Edwards residents say fieldhouse roof is an eyesore
Vail, CO Colorado
EDWARDS, Colorado – An angry crowd of more than 50 Singletree residents descended unannounced on the Western Eagle County Metropolitan Recreation District Field House on Wednesday night to have their voices heard at the recreation district’s monthly board of directors meeting.
The issue at hand is the reflective nature of the 66,000-square-foot roof that covers the fieldhouse, which has become an eyesore in west Singletree, residents say.
According to the group, which was assembled primarily by word-of-mouth but also with the help of the Singletree Property Owners Association, the recreation district has not been sufficiently responsive to requests to mitigate or eliminate reflection off the roof.
George Gregory, who lives in Singletree and is serving as an unofficial leader of group, said the group wants the district to “commit to finding a solution and get it done by the end of the calendar year. We are here for you to understand the gravity of this situation. We are not two or three dilettantes upset about the roof.”
He went on to say that he and his constituents support what the district does in the community and that they have contributed the Singletree playing fields for the organization’s activities.
The fieldhouse has been open for a little more than a year and provides an indoor recreation center for gymnastics, soccer, lacrosse, softball and other sports. The facility also will open a skiing and snowboarding aerials training center by the end of the month.
Recreation district board members outlined several options for mitigating reflection off the roof, including planting trees around the front of the building and installing solar panels, which the roof originally was designed to accommodate.
District officials said the cost of installing the panels would be as much as $300,000 and obviously would cut down on the cost of operating the structure. The option of transplanting a number of “fast growing” trees to the front of the building, which was considered last fall, never came to fruition because Singletree refused to share the cost of the project, district board member John McCaulley said.
None of these ideas seemed to satisfy the Singletree homeowners, who insisted the district paint the roof a more natural, nonreflective color.
While the proposal seems relatively simple, district officials said they have eliminated that option after already spending $5,000 investigating the coloring of the roof.
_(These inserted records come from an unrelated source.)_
//! Core types shared across the Ocular workspace

use serde::{Deserialize, Serialize};
use uuid::Uuid;

/// Terminal status of a test session as reported (or inferred) at close
#[derive(Debug, Clone, Copy, PartialEq, Eq, Serialize, Deserialize)]
pub enum TestStatus {
    Passed,
    Unresolved,
    Failed,
}

/// A step (one check call) in a finished test, as reported by the server
#[derive(Debug, Clone, Default, Serialize, Deserialize)]
#[serde(rename_all = "camelCase", default)]
pub struct StepInfo {
    pub name: Option<String>,
    pub is_different: bool,
    pub render_id: Option<String>,
}

/// Terminal outcome of a session. Created once at close/abort, immutable
/// thereafter.
#[derive(Debug, Clone, Default, Serialize, Deserialize)]
#[serde(rename_all = "camelCase", default)]
pub struct TestResults {
    pub id: Option<String>,
    pub name: String,
    pub app_name: String,
    pub status: Option<TestStatus>,
    pub is_new: bool,
    pub is_different: bool,
    /// True when the session ended without ever starting a remote session
    /// (no viewport resolved, or zero checks). Never a server round-trip.
    #[serde(skip)]
    pub is_empty: bool,
    pub url: Option<String>,
    pub batch_id: Option<String>,
    pub matches: u32,
    pub mismatches: u32,
    pub missing: u32,
    pub steps_info: Vec<StepInfo>,
    pub duration_ms: Option<u64>,
}

impl TestResults {
    /// Empty results for a test that never started a remote session.
    pub fn empty(name: impl Into<String>) -> Self {
        Self {
            name: name.into(),
            is_empty: true,
            status: Some(TestStatus::Passed),
            ..Default::default()
        }
    }

    /// Backfill a missing status for outdated servers: no missing steps and
    /// no mismatches means the test passed, anything else is unresolved.
    pub fn classify(&mut self) {
        if self.status.is_none() {
            self.status = if self.missing == 0 && self.mismatches == 0 {
                Some(TestStatus::Passed)
            } else {
                Some(TestStatus::Unresolved)
            };
        }
    }

    pub fn is_passed(&self) -> bool {
        self.status == Some(TestStatus::Passed)
    }

    /// Review URL for human-readable error messages.
    pub fn review_url(&self) -> &str {
        self.url.as_deref().unwrap_or("<no URL>")
    }
}

/// Server-assigned handle for one test's remote execution context.
/// Immutable once created; destroyed server-side by stop session.
#[derive(Debug, Clone, Serialize, Deserialize)]
#[serde(rename_all = "camelCase")]
pub struct RunningSession {
    pub id: String,
    #[serde(default)]
    pub is_new: bool,
    #[serde(default)]
    pub url: Option<String>,
    #[serde(default)]
    pub batch_id: Option<String>,
    #[serde(default)]
    pub baseline_id: Option<String>,
    #[serde(default)]
    pub session_id: Option<String>,
}

/// Outcome of one match-window exchange
#[derive(Debug, Clone, Default, Serialize, Deserialize)]
#[serde(rename_all = "camelCase", default)]
pub struct MatchResult {
    pub as_expected: bool,
    pub window_id: Option<String>,
}

/// Viewport or device size
#[derive(Debug, Clone, Copy, PartialEq, Eq, Serialize, Deserialize)]
pub struct RectangleSize {
    pub width: u32,
    pub height: u32,
}

impl RectangleSize {
    pub fn new(width: u32, height: u32) -> Self {
        Self { width, height }
    }
}

/// A point in screenshot coordinates
#[derive(Debug, Clone, Copy, Default, PartialEq, Eq, Serialize, Deserialize)]
pub struct Location {
    pub x: i32,
    pub y: i32,
}

/// A rectangular region in screenshot coordinates
#[derive(Debug, Clone, Copy, Default, PartialEq, Eq, Serialize, Deserialize)]
pub struct Region {
    pub left: i32,
    pub top: i32,
    pub width: u32,
    pub height: u32,
}

impl Region {
    pub fn new(left: i32, top: i32, width: u32, height: u32) -> Self {
        Self {
            left,
            top,
            width,
            height,
        }
    }

    /// Shift by an image offset, clamping coordinates at zero.
    pub fn offset_by(&self, offset: Location) -> Region {
        Region {
            left: (self.left - offset.x).max(0),
            top: (self.top - offset.y).max(0),
            ..*self
        }
    }
}

/// How strictly a capture must match its baseline
#[derive(Debug, Clone, Copy, PartialEq, Eq, Serialize, Deserialize)]
pub enum MatchLevel {
    None,
    Layout,
    Content,
    Strict,
    Exact,
}

impl Default for MatchLevel {
    fn default() -> Self {
        MatchLevel::Strict
    }
}

/// A region that may drift within bounded offsets and still match
#[derive(Debug, Clone, Copy, Default, PartialEq, Eq, Serialize, Deserialize)]
#[serde(rename_all = "camelCase", default)]
pub struct FloatingRegion {
    #[serde(flatten)]
    pub region: Region,
    pub max_up_offset: u32,
    pub max_down_offset: u32,
    pub max_left_offset: u32,
    pub max_right_offset: u32,
}

#[derive(Debug, Clone, Copy, PartialEq, Eq, Serialize, Deserialize)]
pub enum AccessibilityRegionType {
    IgnoreContrast,
    RegularText,
    LargeText,
    BoldText,
    GraphicalObject,
}

/// A region checked against accessibility guidelines
#[derive(Debug, Clone, Copy, PartialEq, Eq, Serialize, Deserialize)]
#[serde(rename_all = "camelCase")]
pub struct AccessibilityRegion {
    #[serde(flatten)]
    pub region: Region,
    #[serde(rename = "type")]
    pub region_type: AccessibilityRegionType,
}

/// Per-window match settings sent with every match exchange
#[derive(Debug, Clone, Default, Serialize, Deserialize)]
#[serde(rename_all = "camelCase", default)]
pub struct ImageMatchSettings {
    pub match_level: MatchLevel,
    pub ignore: Vec<Region>,
    pub layout: Vec<Region>,
    pub strict: Vec<Region>,
    pub content: Vec<Region>,
    pub floating: Vec<FloatingRegion>,
    pub accessibility: Vec<AccessibilityRegion>,
    pub use_dom: bool,
    pub enable_patterns: bool,
    pub ignore_displacements: bool,
    pub ignore_caret: bool,
}

/// One browser/viewport permutation of a logical test
#[derive(Debug, Clone, Serialize, Deserialize)]
#[serde(rename_all = "camelCase")]
pub struct BrowserInfo {
    pub name: String,
    pub width: u32,
    pub height: u32,
    #[serde(default)]
    pub platform: Option<String>,
}

impl BrowserInfo {
    pub fn new(name: impl Into<String>, width: u32, height: u32) -> Self {
        Self {
            name: name.into(),
            width,
            height,
            platform: None,
        }
    }

    pub fn viewport(&self) -> RectangleSize {
        RectangleSize::new(self.width, self.height)
    }
}

/// Canonical browser family name, used to discriminate browser-dependent
/// resources (e.g. web fonts served per user agent).
pub fn sanitize_browser_name(name: &str) -> &'static str {
    let lower = name.to_ascii_lowercase();
    if lower == "ie" || lower == "ie10" || lower == "ie11" {
        "IE"
    } else if lower.contains("edgechromium") {
        "Edgechromium"
    } else if lower.contains("edge") {
        "Edge"
    } else if lower.contains("chrome") {
        "Chrome"
    } else if lower.contains("firefox") {
        "Firefox"
    } else if lower.contains("safari") {
        "Safari"
    } else {
        ""
    }
}

/// Batch grouping for related tests
#[derive(Debug, Clone, Serialize, Deserialize)]
#[serde(rename_all = "camelCase")]
pub struct BatchInfo {
    pub id: String,
    pub name: Option<String>,
    pub sequence_name: Option<String>,
    #[serde(default)]
    pub notify_on_completion: bool,
    /// True when the id was generated locally rather than supplied.
    #[serde(skip)]
    pub is_generated_id: bool,
    pub started_at: chrono::DateTime<chrono::Utc>,
}

impl BatchInfo {
    pub fn new(name: Option<String>) -> Self {
        Self {
            id: Uuid::new_v4().to_string(),
            name,
            sequence_name: None,
            notify_on_completion: false,
            is_generated_id: true,
            started_at: chrono::Utc::now(),
        }
    }

    pub fn with_id(id: impl Into<String>, name: Option<String>) -> Self {
        Self {
            id: id.into(),
            name,
            sequence_name: None,
            notify_on_completion: false,
            is_generated_id: false,
            started_at: chrono::Utc::now(),
        }
    }
}

impl Default for BatchInfo {
    fn default() -> Self {
        Self::new(None)
    }
}

#[derive(Debug, Clone, Copy, PartialEq, Eq, Serialize, Deserialize)]
#[serde(rename_all = "SCREAMING_SNAKE_CASE")]
pub enum SessionType {
    Sequential,
    Progression,
}

impl Default for SessionType {
    fn default() -> Self {
        SessionType::Sequential
    }
}

/// When mismatch failures are raised: at close (default) or synchronously
/// inside the check call.
#[derive(Debug, Clone, Copy, PartialEq, Eq, Serialize, Deserialize)]
pub enum FailureReports {
    OnClose,
    Immediate,
}

impl Default for FailureReports {
    fn default() -> Self {
        FailureReports::OnClose
    }
}

/// Application output captured for one check: a screenshot reference
/// (pre-uploaded URL or inline bytes) with optional DOM snapshot location.
#[derive(Debug, Clone, Default, Serialize, Deserialize)]
#[serde(rename_all = "camelCase", default)]
pub struct AppOutput {
    pub title: String,
    pub screenshot_url: Option<String>,
    /// Inline image bytes; when present the transport switches the match
    /// request body to octet-stream framing.
    #[serde(skip)]
    pub screenshot_bytes: Option<Vec<u8>>,
    pub dom_url: Option<String>,
    pub location: Option<Location>,
}

/// Environment descriptor sent at session start
#[derive(Debug, Clone, Default, Serialize, Deserialize)]
#[serde(rename_all = "camelCase", default)]
pub struct AppEnvironment {
    pub os: Option<String>,
    pub hosting_app: Option<String>,
    pub display_size: Option<RectangleSize>,
    pub inferred: Option<String>,
}

/// Start-session descriptor
#[derive(Debug, Clone, Default, Serialize, Deserialize)]
#[serde(rename_all = "camelCase")]
pub struct SessionStartInfo {
    pub agent_id: String,
    pub app_id_or_name: String,
    pub scenario_id_or_name: String,
    pub batch_info: BatchInfo,
    pub environment: AppEnvironment,
    pub default_match_settings: ImageMatchSettings,
    #[serde(default)]
    pub branch_name: Option<String>,
    #[serde(default)]
    pub parent_branch_name: Option<String>,
    #[serde(default)]
    pub baseline_branch_name: Option<String>,
    #[serde(default)]
    pub baseline_env_name: Option<String>,
    #[serde(default)]
    pub save_diffs: bool,
    pub session_type: SessionType,
}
Such a project would cost $600,000, both initially and for maintenance over the next 10 years, McCaulley said. Additionally, district officials said a new paint job would void two of the roof’s 20-year structural and coating warrantees. The manufacturer says the roof, as it is now, will dull over time, according to district officials.
The bright coloring of the roof was selected to reflect sunlight and lower energy costs, said Steve Russell, director of the recreation district. The building is certified by the Leadership in Energy and Environmental Design system and met Eagle County’s EcoBuild requirements for environmentally friendly construction. The main structure is without air conditioning, so operating it in the summer would be nearly impossible if the roof were much darker, Russell said.
The structure was approved by the Berry Creek/Miller Ranch Design Review Committee and Eagle County’s Board of County Commissioners, which regulates zoning concerns but does not have design-review ability.
Within the Berry Creek/Miller Ranch Design Guidelines is a clause that reads, “When used, metal roofs should be standing seam and be nonreflective or become nonreflective through weathering and aging process.”
Because the manufacturer claims that the roof will dull over time and because “reflective” is generally a subjective description, the project was approved by the Design Review Committee, which consisted of two representatives of the Board of County Commissioners, two representatives of the Eagle County School District and one Edwards resident appointed jointly by the county and the school district.
While all parties involved hoped the surprise meeting would open a dialog moving forward, everyone agreed the process could use some “fresh eyes” and that a new committee of some kind should be formed to reach a solution. However, recreation district officials were quick to point out that Singletree does not fall within the taxpaying district for the facility, and those constituents will remain their primary concern.